== Requirement ==
Once the line with "Ok(serde_json::from_str::<IngestionResponse>(&text)" is found in the entries below, print it and each following line exactly, stopping after the line with "match self.send_once(url.clone(), body.clone(), &digest).await"; print nothing else.

------

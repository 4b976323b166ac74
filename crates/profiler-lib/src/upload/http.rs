//! HTTP upload transport for the profile ingestion endpoint
//!
//! Each artifact is POSTed as an octet stream to
//! `{endpoint}/api/profiles/{app_id}/artifacts/{artifact_id}` with its
//! metadata in the query string and a SHA-256 digest header. Transient
//! failures are retried with exponential backoff.

use std::time::Duration;

use anyhow::{Context, Result};
use async_trait::async_trait;
use reqwest::{Client, StatusCode};
use serde::Deserialize;
use sha2::{Digest, Sha256};
use tracing::{debug, warn};
use url::Url;

use super::transport::{UploadRequest, UploadTransport};
use crate::error::UploadError;
use crate::models::UploadResult;

/// Header carrying the hex SHA-256 of the body
pub const DIGEST_HEADER: &str = "x-content-sha256";

/// Configuration for the HTTP transport
#[derive(Debug, Clone)]
pub struct HttpTransportConfig {
    /// Ingestion endpoint base URL
    pub endpoint: String,
    /// Per-request timeout
    pub request_timeout: Duration,
    /// Total attempts per artifact, first one included
    pub max_retries: u32,
    /// Delay before the first retry
    pub initial_backoff: Duration,
    /// Cap on the delay between retries
    pub max_backoff: Duration,
    /// Platform label sent with each artifact
    pub platform: Option<String>,
}

impl Default for HttpTransportConfig {
    fn default() -> Self {
        Self {
            endpoint: "http://localhost:8080".to_string(),
            request_timeout: Duration::from_secs(60),
            max_retries: 3,
            initial_backoff: Duration::from_secs(1),
            max_backoff: Duration::from_secs(30),
            platform: None,
        }
    }
}

#[derive(Debug, Deserialize)]
struct IngestionResponse {
    #[serde(rename = "stampId")]
    stamp_id: Option<String>,
}

pub struct HttpUploadTransport {
    client: Client,
    base_url: Url,
    config: HttpTransportConfig,
}

impl HttpUploadTransport {
    pub fn new(config: HttpTransportConfig) -> Result<Self> {
        let client = Client::builder()
            .timeout(config.request_timeout)
            .build()
            .context("Failed to create HTTP client")?;

        let base_url = Url::parse(&config.endpoint).context("Invalid ingestion endpoint URL")?;
        if base_url.cannot_be_a_base() {
            anyhow::bail!(
                "Ingestion endpoint `{}` cannot carry a path",
                config.endpoint
            );
        }

        Ok(Self {
            client,
            base_url,
            config,
        })
    }

    pub fn builder() -> HttpUploadTransportBuilder {
        HttpUploadTransportBuilder::new()
    }

    pub fn config(&self) -> &HttpTransportConfig {
        &self.config
    }

    fn artifact_url(&self, request: &UploadRequest) -> Result<Url, UploadError> {
        let mut url = self.base_url.clone();
        {
            // Each segment is percent-encoded, so ids cannot alter the path
            let mut segments = url
                .path_segments_mut()
                .map_err(|()| url::ParseError::RelativeUrlWithCannotBeABaseBase)?;
            segments
                .pop_if_empty()
                .extend(["api", "profiles", request.app_id.as_str(), "artifacts"])
                .push(&request.artifact_id.to_string());
        }

        {
            let mut query = url.query_pairs_mut();
            query
                .append_pair("label", &request.label)
                .append_pair("timestamp", &request.timestamp.to_rfc3339())
                .append_pair("cpu", &request.cpu_metric.to_string())
                .append_pair("memory", &request.memory_usage.to_string());
            if let Some(platform) = &self.config.platform {
                query.append_pair("os", platform);
            }
        }

        Ok(url)
    }

    async fn send_once(
        &self,
        url: Url,
        body: Vec<u8>,
        digest: &str,
    ) -> Result<Option<String>, UploadError> {
        let response = self
            .client
            .post(url)
            .header(reqwest::header::CONTENT_TYPE, "application/octet-stream")
            .header(DIGEST_HEADER, digest)
            .body(body)
            .send()
            .await?;

        let status = response.status();
        if !status.is_success() {
            let body = response.text().await.unwrap_or_default();
            return Err(UploadError::Status {
                status: status.as_u16(),
                body,
            });
        }

        if status == StatusCode::NO_CONTENT {
            return Ok(None);
        }

        let text = response.text().await.unwrap_or_default();
        Ok(serde_json::from_str::<IngestionResponse>(&text)
            .ok()
            .and_then(|r| r.stamp_id))
    }
}

#[async_trait]
impl UploadTransport for HttpUploadTransport {
    async fn upload(&self, request: UploadRequest) -> Result<UploadResult, UploadError> {
        let url = self.artifact_url(&request)?;
        let body = tokio::fs::read(&request.file).await?;
        let digest = hex::encode(Sha256::digest(&body));
        let size = body.len() as u64;

        let max_attempts = self.config.max_retries.max(1);
        let mut backoff = self.config.initial_backoff;
        let mut attempt = 0u32;

        loop {
            attempt += 1;
            match self.send_once(url.clone(), body.clone(), &digest).await {
                Ok(stamp_id) => {
                    debug!(
                        artifact_id = %request.artifact_id,
                        attempt = attempt,
                        bytes = size,
                        "Artifact accepted"
                    );
                    return Ok(UploadResult::succeeded(stamp_id, size));
                }
                Err(e) if !e.is_transient() => return Err(e),
                Err(e) if attempt >= max_attempts => {
                    return Err(UploadError::RetriesExhausted {
                        attempts: attempt,
                        last: Box::new(e),
                    });
                }
                Err(e) => {
                    warn!(
                        artifact_id = %request.artifact_id,
                        error = %e,
                        attempt = attempt,
                        next_backoff_ms = backoff.as_millis() as u64,
                        "Upload attempt failed, retrying"
                    );
                    tokio::time::sleep(backoff).await;
                    backoff = std::cmp::min(backoff * 2, self.config.max_backoff);
                }
            }
        }
    }
}

/// Builder for [`HttpUploadTransport`]
pub struct HttpUploadTransportBuilder {
    config: HttpTransportConfig,
    endpoint: Option<String>,
}

impl HttpUploadTransportBuilder {
    pub fn new() -> Self {
        Self {
            config: HttpTransportConfig::default(),
            endpoint: None,
        }
    }

    pub fn endpoint(mut self, endpoint: impl Into<String>) -> Self {
        self.endpoint = Some(endpoint.into());
        self
    }

    pub fn request_timeout(mut self, timeout: Duration) -> Self {
        self.config.request_timeout = timeout;
        self
    }

    pub fn max_retries(mut self, retries: u32) -> Self {
        self.config.max_retries = retries;
        self
    }

    pub fn initial_backoff(mut self, backoff: Duration) -> Self {
        self.config.initial_backoff = backoff;
        self
    }

    pub fn max_backoff(mut self, backoff: Duration) -> Self {
        self.config.max_backoff = backoff;
        self
    }

    pub fn platform(mut self, platform: Option<impl Into<String>>) -> Self {
        self.config.platform = platform.map(Into::into);
        self
    }

    pub fn build(self) -> Result<HttpUploadTransport> {
        let endpoint = self
            .endpoint
            .ok_or_else(|| anyhow::anyhow!("endpoint is required"))?;
        HttpUploadTransport::new(HttpTransportConfig {
            endpoint,
            ..self.config
        })
    }
}

impl Default for HttpUploadTransportBuilder {
    fn default() -> Self {
        Self::new()
    }
}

------

== Task response ==
        Ok(serde_json::from_str::<IngestionResponse>(&text)
            .ok()
            .and_then(|r| r.stamp_id))
    }
}

#[async_trait]
impl UploadTransport for HttpUploadTransport {
    async fn upload(&self, request: UploadRequest) -> Result<UploadResult, UploadError> {
        let url = self.artifact_url(&request)?;
        let body = tokio::fs::read(&request.file).await?;
        let digest = hex::encode(Sha256::digest(&body));
        let size = body.len() as u64;

        let max_attempts = self.config.max_retries.max(1);
        let mut backoff = self.config.initial_backoff;
        let mut attempt = 0u32;

        loop {
            attempt += 1;
            match self.send_once(url.clone(), body.clone(), &digest).await {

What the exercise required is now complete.